A quick summary about me: 
I have learned piano for 10 years (am now 18) but I never practice for my lessons. Also, the grade for my practical is wayyyyyy more higher than my theory. I live in a country where music is not something important so the system is like: for the whole year I learned the pieces and scales and aural that were needed for that year's examination. The first time I play a classic was Beethoven's Fur Elise and I was already 14. (I later found out a kid at 8 in my institution can play this song better than me T_T) The following year, my teacher gave me Sonatina Album by Kohler to practice and I only learned 7 songs, 5 of them haven't finished (2 of them were self-taught). At 16, I was at Grade 5 and when I was 17, I was taking double lesson to finished my Grade 8 (which fail miserably).

Now I had already finished my secondary school and I am stranded in a place where I can't play any plano, I printed out Mozart's K448 and read it while listening to the music. (Also, thats because I watched Nodame Cantabile which makes me hunger for piano.) orz

Oh, did I mention I started listening to CDs when I was 15? And recently, I downloaded a few pieces from the internet. It was a hard time for me because I had little knowledge about the names of the pieces.

Oops, I got carried away.. Sorry if it was too long. Back to the topic, any suggestion?


----------



## Edward Elgar (Mar 22, 2006)

lavenderchild said:


> how to add emotion into one piece when you are performing?


Rubato, subtle changes in dynamic. Bring out the melody and shape it as if it were a sung phrase.

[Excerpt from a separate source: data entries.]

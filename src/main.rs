mod cli;

use std::path::PathBuf;

use anyhow::Result;
use clap::{Parser, Subcommand};
use tracing_subscriber::EnvFilter;

use checkpoint::CheckpointConfig;

#[derive(Parser)]
#[command(name = "checkpoint", version, about = "Reset a test database to an empty state")]
struct Cli {
    /// Config file (defaults to ./checkpoint.toml)
    #[arg(long, global = true)]
    config: Option<PathBuf>,

    #[command(subcommand)]
    command: Command,
}

#[derive(Subcommand)]
enum Command {
    /// Delete every row from every table, in foreign-key-safe order
    Reset {
        /// Database file (overrides config)
        #[arg(long)]
        db: Option<String>,
        /// Skip the confirmation prompt
        #[arg(long)]
        yes: bool,
    },
    /// Show the deletion order and the statements a reset would run
    Plan {
        /// Database file (overrides config)
        #[arg(long)]
        db: Option<String>,
        /// Print the plan as JSON
        #[arg(long)]
        json: bool,
    },
}

#[tokio::main]
async fn main() -> Result<()> {
    let cli = Cli::parse();

    let mut config = match &cli.config {
        Some(path) => CheckpointConfig::load_from(path)?,
        None => CheckpointConfig::load()?,
    };

    // Log to stderr so stdout stays clean for `plan --json`.
    let filter = EnvFilter::try_new(&config.log.level)
        .unwrap_or_else(|_| EnvFilter::new("info"));
    tracing_subscriber::fmt()
        .with_env_filter(filter)
        .with_writer(std::io::stderr)
        .init();

    match cli.command {
        Command::Reset { db, yes } => {
            if let Some(db) = db {
                config.database.path = db;
            }
            cli::reset::reset(&config, yes).await?;
        }
        Command::Plan { db, json } => {
            if let Some(db) = db {
                config.database.path = db;
            }
            cli::plan::plan(&config, json).await?;
        }
    }

    Ok(())
}
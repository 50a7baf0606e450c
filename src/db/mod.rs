//! The database connection boundary.
//!
//! The orchestrator only needs four capabilities from a connection: run a
//! query returning rows, run a statement batch, and begin/commit/roll back a
//! transaction. [`Connection`] captures exactly that; [`SqliteConnection`]
//! implements it over `rusqlite`. Other engines plug in by implementing the
//! trait over their own driver.

pub mod sqlite;

use std::time::Duration;

use async_trait::async_trait;
use thiserror::Error;

pub use sqlite::{open_database, SqliteConnection};

/// Errors raised by a [`Connection`].
#[derive(Error, Debug)]
pub enum DbError {
    #[error("sqlite error: {0}")]
    Sqlite(#[from] rusqlite::Error),

    #[error("i/o error: {0}")]
    Io(#[from] std::io::Error),

    #[error("statement timed out after {0:?}")]
    Timeout(Duration),

    #[error("database task failed: {0}")]
    Task(#[from] tokio::task::JoinError),

    #[error("connection lock poisoned")]
    Poisoned,

    #[error("row has no value in column {column}")]
    MissingColumn { column: usize },

    /// Failure reported by a non-SQLite driver.
    #[error("{0}")]
    Driver(String),
}

pub type DbResult<T> = std::result::Result<T, DbError>;

/// One result row, every value rendered as text.
#[derive(Debug, Clone, Default, PartialEq, Eq)]
pub struct Row(pub Vec<Option<String>>);

impl Row {
    pub fn new(values: Vec<Option<String>>) -> Self {
        Self(values)
    }

    /// Nullable column.
    pub fn get_opt(&self, column: usize) -> Option<&str> {
        self.0.get(column).and_then(|v| v.as_deref())
    }

    /// Non-null column.
    pub fn get(&self, column: usize) -> DbResult<&str> {
        self.get_opt(column)
            .ok_or(DbError::MissingColumn { column })
    }
}

/// An open, authenticated database connection.
#[async_trait]
pub trait Connection: Send {
    /// Name of the connected database, if the driver knows it.
    fn database_name(&self) -> Option<String>;

    /// Version string reported by the server, e.g. `"15.00.2000"`.
    fn server_version(&self) -> Option<String>;

    async fn query(&mut self, sql: &str) -> DbResult<Vec<Row>>;

    /// Execute one or more statements that return no rows.
    async fn execute(&mut self, sql: &str) -> DbResult<()>;

    async fn begin(&mut self) -> DbResult<()>;

    async fn commit(&mut self) -> DbResult<()>;

    async fn rollback(&mut self) -> DbResult<()>;

    /// Ask the server to abandon whatever statement is in flight. Called after
    /// a timeout, before rolling back.
    fn cancel(&self) {}
}

#[cfg(test)]
mod tests {
    use super::*;

    #[test]
    fn row_distinguishes_null_from_missing() {
        let row = Row::new(vec![None, Some("Orders".into())]);
        assert_eq!(row.get_opt(0), None);
        assert_eq!(row.get(1).unwrap(), "Orders");
        assert!(matches!(row.get(0), Err(DbError::MissingColumn { column: 0 })));
        assert!(matches!(row.get(5), Err(DbError::MissingColumn { column: 5 })));
    }
}
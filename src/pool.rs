//! Fixed-size worker pool draining the connection queue
//!
//! Workers are spawned once at startup and live for the pool's
//! lifetime. Each one loops: blocking-pop a unit of work, run the
//! handler synchronously, repeat. The loop exits only when the queue is
//! closed and drained, so shutdown lets in-flight work finish.

use std::panic::{catch_unwind, AssertUnwindSafe};
use std::sync::Arc;
use std::thread::{self, JoinHandle};

use crate::queue::ConnQueue;

pub struct WorkerPool<T> {
    queue: Arc<ConnQueue<T>>,
    workers: Vec<JoinHandle<()>>,
}

impl<T: Send + 'static> WorkerPool<T> {
    /// Spawn `count` workers running `handler` on each dequeued item.
    /// `count = 0` sizes the pool to the CPU count.
    pub fn start<F>(count: usize, queue: Arc<ConnQueue<T>>, handler: F) -> Self
    where
        F: Fn(T) + Send + Sync + 'static,
    {
        let count = if count == 0 { num_cpus::get() } else { count };
        let handler = Arc::new(handler);
        let mut workers = Vec::with_capacity(count);
        for id in 0..count {
            let queue = Arc::clone(&queue);
            let handler = Arc::clone(&handler);
            let worker = thread::Builder::new()
                .name(format!("fget-worker-{}", id))
                .spawn(move || {
                    while let Some(item) = queue.pop_wait() {
                        // A misbehaving handler must not take the worker down
                        if catch_unwind(AssertUnwindSafe(|| (*handler)(item))).is_err() {
                            eprintln!("worker {}: handler panicked, continuing", id);
                        }
                    }
                })
                .expect("failed to spawn worker thread");
            workers.push(worker);
        }
        WorkerPool { queue, workers }
    }

    pub fn worker_count(&self) -> usize {
        self.workers.len()
    }

    /// Close the queue and join every worker. Items already dequeued or
    /// still queued are processed before the workers exit.
    pub fn shutdown(self) {
        self.queue.close();
        for w in self.workers {
            let _ = w.join();
        }
    }
}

For the musically ignorant, it helps if you rock from side to side a bit and close your eyes from time to time in ecstasy so they know what you are playing is emotional.



lavenderchild said:


> how to know what is a piece about? (as in the story behind it?


Wikipedia.

A lot of music is what is known as absolute music which is just music for the sake of music. Classical sonatas are examples of absolute music. They have no set story behind them, just a musical narrative.



lavenderchild said:


> also, what is score study?


I imagine it's the study of a score. Sometimes it's good just to look at the score away from the piano and let your inner ear sing what you want to hear when you play.

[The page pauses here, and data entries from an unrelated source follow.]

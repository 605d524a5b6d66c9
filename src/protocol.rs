//! Shared protocol constants for the fget length-prefixed transport

// Transfer header: payload byte length as u32, little-endian
pub const HEADER_LEN: usize = 4;

// Maximum bytes moved per read/write call while streaming a payload
pub const MAX_PACKET_SIZE: usize = 512;

// Upper bound on the newline-terminated request line
pub const MAX_REQUEST_LINE: usize = 4096;

// Workers servicing the connection queue
pub const DEFAULT_WORKERS: usize = 20;

// Centralized timeout constants so daemon and client agree on deadlines
pub mod timeouts {
    use std::time::Duration;

    // Base timeout for reads (ms)
    pub const READ_BASE_MS: u64 = 5_000;

    // Base timeout for writes (ms)
    pub const WRITE_BASE_MS: u64 = 5_000;

    // Additional timeout per MB of payload (ms)
    pub const PER_MB_MS: u64 = 200;

    // Connection establishment timeout (ms)
    pub const CONNECT_MS: u64 = 3_000;

    // Calculate read deadline based on payload size
    pub fn read_deadline(payload_len: u64) -> Duration {
        let mb = (payload_len + 1_048_575) / 1_048_576;
        Duration::from_millis(READ_BASE_MS + mb * PER_MB_MS)
    }

    // Calculate write deadline based on payload size
    pub fn write_deadline(payload_len: u64) -> Duration {
        let mb = (payload_len + 1_048_575) / 1_048_576;
        Duration::from_millis(WRITE_BASE_MS + mb * PER_MB_MS)
    }
}
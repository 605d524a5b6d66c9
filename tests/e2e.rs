//! End-to-end transfers against a live server on loopback

use anyhow::Result;
use std::io::Write;
use std::path::PathBuf;
use std::sync::Arc;
use std::thread::JoinHandle;

use fget::client::{self, Reply};
use fget::logger::NoopLogger;
use fget::protocol::MAX_PACKET_SIZE;
use fget::server::{ServeOpts, Server, ShutdownHandle};

fn write_file(path: &std::path::Path, size: usize) -> Result<()> {
    if let Some(parent) = path.parent() {
        std::fs::create_dir_all(parent)?;
    }
    let mut f = std::fs::File::create(path)?;
    let mut val: u8 = 0;
    let mut buf = vec![0u8; 1024 * 64];
    let mut remaining = size;
    while remaining > 0 {
        for b in buf.iter_mut() {
            *b = val;
            val = val.wrapping_add(1);
        }
        let n = remaining.min(buf.len());
        f.write_all(&buf[..n])?;
        remaining -= n;
    }
    Ok(())
}

fn start_server(root: Option<PathBuf>, workers: usize) -> (u16, ShutdownHandle, JoinHandle<()>) {
    let server = Server::bind(
        "127.0.0.1:0",
        ServeOpts {
            root,
            workers,
            logger: Arc::new(NoopLogger),
            transfer_log: None,
        },
    )
    .expect("bind");
    let port = server.local_addr().expect("addr").port();
    let handle = server.handle().expect("handle");
    let join = std::thread::spawn(move || {
        let _ = server.run();
    });
    (port, handle, join)
}

fn fetch_once(port: u16, path: &str) -> Result<Reply> {
    let mut stream = client::connect("127.0.0.1", port)?;
    client::fetch(&mut stream, path)
}

fn expected_pattern(size: usize) -> Vec<u8> {
    let mut buf = vec![0u8; 1024 * 64];
    let mut out = Vec::with_capacity(size);
    let mut val: u8 = 0;
    let mut remaining = size;
    while remaining > 0 {
        for b in buf.iter_mut() {
            *b = val;
            val = val.wrapping_add(1);
        }
        let n = remaining.min(buf.len());
        out.extend_from_slice(&buf[..n]);
        remaining -= n;
    }
    out
}

#[test]
fn small_file_transfer_and_save() -> Result<()> {
    let root = tempfile::tempdir()?;
    write_file(&root.path().join("hostname"), 10)?;
    let (port, handle, join) = start_server(Some(root.path().to_path_buf()), 4);

    let reply = fetch_once(port, "hostname")?;
    let data = match reply {
        Reply::File(d) => d,
        Reply::Message(m) => panic!("expected file, got message: {}", m),
    };
    assert_eq!(data, expected_pattern(10));

    // Client-side save under the request's final component
    let dl = tempfile::tempdir()?;
    let dest = dl.path().join(client::local_name("hostname")?);
    assert!(client::save_to_disk(&dest, &data, false, || {
        panic!("no prompt expected")
    })?);
    assert_eq!(std::fs::read(&dest)?.len(), 10);

    handle.stop();
    join.join().unwrap();
    Ok(())
}

#[test]
fn file_of_exactly_one_chunk() -> Result<()> {
    let root = tempfile::tempdir()?;
    write_file(&root.path().join("one_chunk.bin"), MAX_PACKET_SIZE)?;
    let (port, handle, join) = start_server(Some(root.path().to_path_buf()), 2);

    match fetch_once(port, "one_chunk.bin")? {
        Reply::File(d) => assert_eq!(d, expected_pattern(MAX_PACKET_SIZE)),
        Reply::Message(m) => panic!("unexpected message: {}", m),
    }

    handle.stop();
    join.join().unwrap();
    Ok(())
}

#[test]
fn file_of_one_chunk_plus_one_byte() -> Result<()> {
    let root = tempfile::tempdir()?;
    write_file(&root.path().join("nested/chunk_plus.bin"), MAX_PACKET_SIZE + 1)?;
    let (port, handle, join) = start_server(Some(root.path().to_path_buf()), 2);

    match fetch_once(port, "nested/chunk_plus.bin")? {
        Reply::File(d) => {
            assert_eq!(d.len(), MAX_PACKET_SIZE + 1);
            assert_eq!(d, expected_pattern(MAX_PACKET_SIZE + 1));
        }
        Reply::Message(m) => panic!("unexpected message: {}", m),
    }

    handle.stop();
    join.join().unwrap();
    Ok(())
}

#[test]
fn large_file_many_chunks() -> Result<()> {
    let root = tempfile::tempdir()?;
    // Crosses many chunk boundaries with a remainder
    let size = MAX_PACKET_SIZE * 2048 + 37;
    write_file(&root.path().join("big.bin"), size)?;
    let (port, handle, join) = start_server(Some(root.path().to_path_buf()), 2);

    match fetch_once(port, "big.bin")? {
        Reply::File(d) => {
            assert_eq!(d.len(), size);
            assert_eq!(d, expected_pattern(size));
        }
        Reply::Message(m) => panic!("unexpected message: {}", m),
    }

    handle.stop();
    join.join().unwrap();
    Ok(())
}

#[test]
fn missing_file_yields_zero_header_message() -> Result<()> {
    let root = tempfile::tempdir()?;
    let (port, handle, join) = start_server(Some(root.path().to_path_buf()), 2);

    match fetch_once(port, "no/such/file.txt")? {
        Reply::Message(m) => assert!(m.contains("NOT FOUND"), "got: {}", m),
        Reply::File(_) => panic!("expected a diagnostic message"),
    }

    handle.stop();
    join.join().unwrap();
    Ok(())
}

#[test]
fn traversal_outside_root_is_rejected() -> Result<()> {
    let root = tempfile::tempdir()?;
    write_file(&root.path().join("ok.txt"), 5)?;
    let (port, handle, join) = start_server(Some(root.path().to_path_buf()), 2);

    for req in ["../../etc/passwd", "/etc/passwd", "ok.txt/../../../etc/passwd"] {
        match fetch_once(port, req)? {
            Reply::Message(m) => assert!(m.contains("NOT FOUND"), "req {}: {}", req, m),
            Reply::File(_) => panic!("traversal request {} served a file", req),
        }
    }

    handle.stop();
    join.join().unwrap();
    Ok(())
}

#[test]
fn empty_file_reported_as_diagnostic() -> Result<()> {
    let root = tempfile::tempdir()?;
    write_file(&root.path().join("empty.bin"), 0)?;
    let (port, handle, join) = start_server(Some(root.path().to_path_buf()), 2);

    match fetch_once(port, "empty.bin")? {
        Reply::Message(m) => assert!(m.contains("EMPTY"), "got: {}", m),
        Reply::File(_) => panic!("expected a diagnostic message"),
    }

    handle.stop();
    join.join().unwrap();
    Ok(())
}

#[test]
fn unconfined_mode_serves_absolute_paths() -> Result<()> {
    let dir = tempfile::tempdir()?;
    let file = dir.path().join("served.bin");
    write_file(&file, 100)?;
    let (port, handle, join) = start_server(None, 2);

    match fetch_once(port, &file.display().to_string())? {
        Reply::File(d) => assert_eq!(d, expected_pattern(100)),
        Reply::Message(m) => panic!("unexpected message: {}", m),
    }

    handle.stop();
    join.join().unwrap();
    Ok(())
}

#[test]
fn concurrent_clients_all_served() -> Result<()> {
    let root = tempfile::tempdir()?;
    for i in 0..8 {
        write_file(&root.path().join(format!("f{}.bin", i)), 1000 + i)?;
    }
    let (port, handle, join) = start_server(Some(root.path().to_path_buf()), 4);

    let mut clients = Vec::new();
    for i in 0..8usize {
        clients.push(std::thread::spawn(move || -> Result<usize> {
            match fetch_once(port, &format!("f{}.bin", i))? {
                Reply::File(d) => Ok(d.len()),
                Reply::Message(m) => anyhow::bail!("unexpected message: {}", m),
            }
        }));
    }
    for (i, c) in clients.into_iter().enumerate() {
        assert_eq!(c.join().unwrap()?, 1000 + i);
    }

    handle.stop();
    join.join().unwrap();
    Ok(())
}

#[test]
fn shutdown_stops_accept_loop() -> Result<()> {
    let root = tempfile::tempdir()?;
    let (_port, handle, join) = start_server(Some(root.path().to_path_buf()), 2);
    handle.stop();
    join.join().unwrap();
    Ok(())
}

By the way, what country do you come from? I don't think I know of a country where music isn't important. (Except perhaps countries under Sharia law.)


----------



## djj (May 14, 2010)

I think the difficulty in interpreting music is treading the fine line between the cold and mechanical and sound forced or contrived. Fashion in this respect changes with time and place. I feel in my time and place I have to play Bach in a fairly even way, especially in terms of timing, yet with romantic and 20th century music performances I interpret them in a more fluid way, with greater emotional intensity.


----------



## lavenderchild (May 20, 2010)

Edward Elgar said:


> By the way, what country do you come from? I don't think I know of a country where music isn't important. (Except perhaps countries under Sharia law.)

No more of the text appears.